Chapitre 8

283 42 50
                                    

Ça y est, il est lancé. Le plus dur est fait. Rester assis presque deux heures dans une pièce cloisonnée, avec vingt-cinq autres personnes, c'est fait. La suite, ça ira forcément.

Il a bien senti le regard curieux, inquisiteurs, puis un poil mielleux de ses nouveaux futurs collègues, lors de la réunion, puis autour du buffet, avant le défilé pour se présenter. Il a répondu succinctement, évité les questions pièges, éludé les allusions sur son âge qui rend forcément ses futurs collègues suspicieux sur la manière dont il a obtenu un tel poste. Il s'y attendait, mais n'a pas encore trouvé de répartie, un scénario qui lui permettra de garder la vraie raison pour lui.

Après le pot, les différents acteurs de la réunion se sont éclipsés, sans trop tarder, c'est vendredi quand même, la fête de la musique en plus, on va pas passer la soirée à l'école. Ana lui a adressé un sourire, et un petit signe de la main en passant la porte, auquel il a répondu. Il aime bien cette femme. Elle lui semble... apaisante. Il est ensuite resté un long moment avec Brigitte, loin d'être aussi pressée que ses collègues, pour discuter de l'équipe pédagogique. Elle lui a dressé le portrait des enseignants de l'école, qu'il avait pour la plupart déjà pas trop mal cernés. Il la sent émue, impliquée. Elle a beau émailler son discours de « J'en peux plus », « Je l'ai méritée, ma retraire », « Il est temps que ça s'arrête », il voit qu'elle va avoir du mal à lâcher la bride. Et puis, elle parle de ses collègues comme elle le ferait de ses enfants. Comment les prendre, les gérer, les défauts et les qualités de chacun. Elle les materne. Les pauvres, la transition sera rude pour eux.
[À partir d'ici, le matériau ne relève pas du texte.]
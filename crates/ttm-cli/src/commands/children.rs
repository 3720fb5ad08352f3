//! `ttm children <tax-id> [--as-of DATE]`

use chrono::NaiveDate;
use comfy_table::Table;
use ttm_core::query::QueryEngine;
use ttm_core::store::EventStore;
use ttm_core::TaxId;

use crate::error::Result;

pub async fn run(store: &EventStore, tax_id: &str, as_of: Option<NaiveDate>) -> Result<()> {
    let engine = QueryEngine::new(store);
    let children = engine.get_children(&TaxId::from(tax_id), as_of).await?;

    let mut table = Table::new();
    table.set_header(vec!["tax_id", "name", "rank"]);
    for event in &children {
        table.add_row(vec![
            event.tax_id.to_string(),
            event.name.clone().unwrap_or_default(),
            event.rank.clone().unwrap_or_default(),
        ]);
    }
    println!("{table}");
    Ok(())
}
Il est plus de vingt heures quand ils se saluent sur le parvis de l'école. Brigitte aura beaucoup de travail ces deux prochaines semaines, entre la fin de l'année, les derniers documents à remplir et la prochaine rentrée à préparer, même si elle ne sera plus là, c'est à elle de le faire. Mais ils se reverront en juillet, après le début des vacances. Elle sera dans le bureau tous les matins de la première semaine, il passe quand il veut.

Le petit bout de bonne femme blonde, aux cheveux frisés lui serre la main, et s'éloigne en trottinant vers sa Twingo bleu clair, et Colin reste seul. Après tant de monde, de bruit et d'agitation, c'est un peu dur à encaisser.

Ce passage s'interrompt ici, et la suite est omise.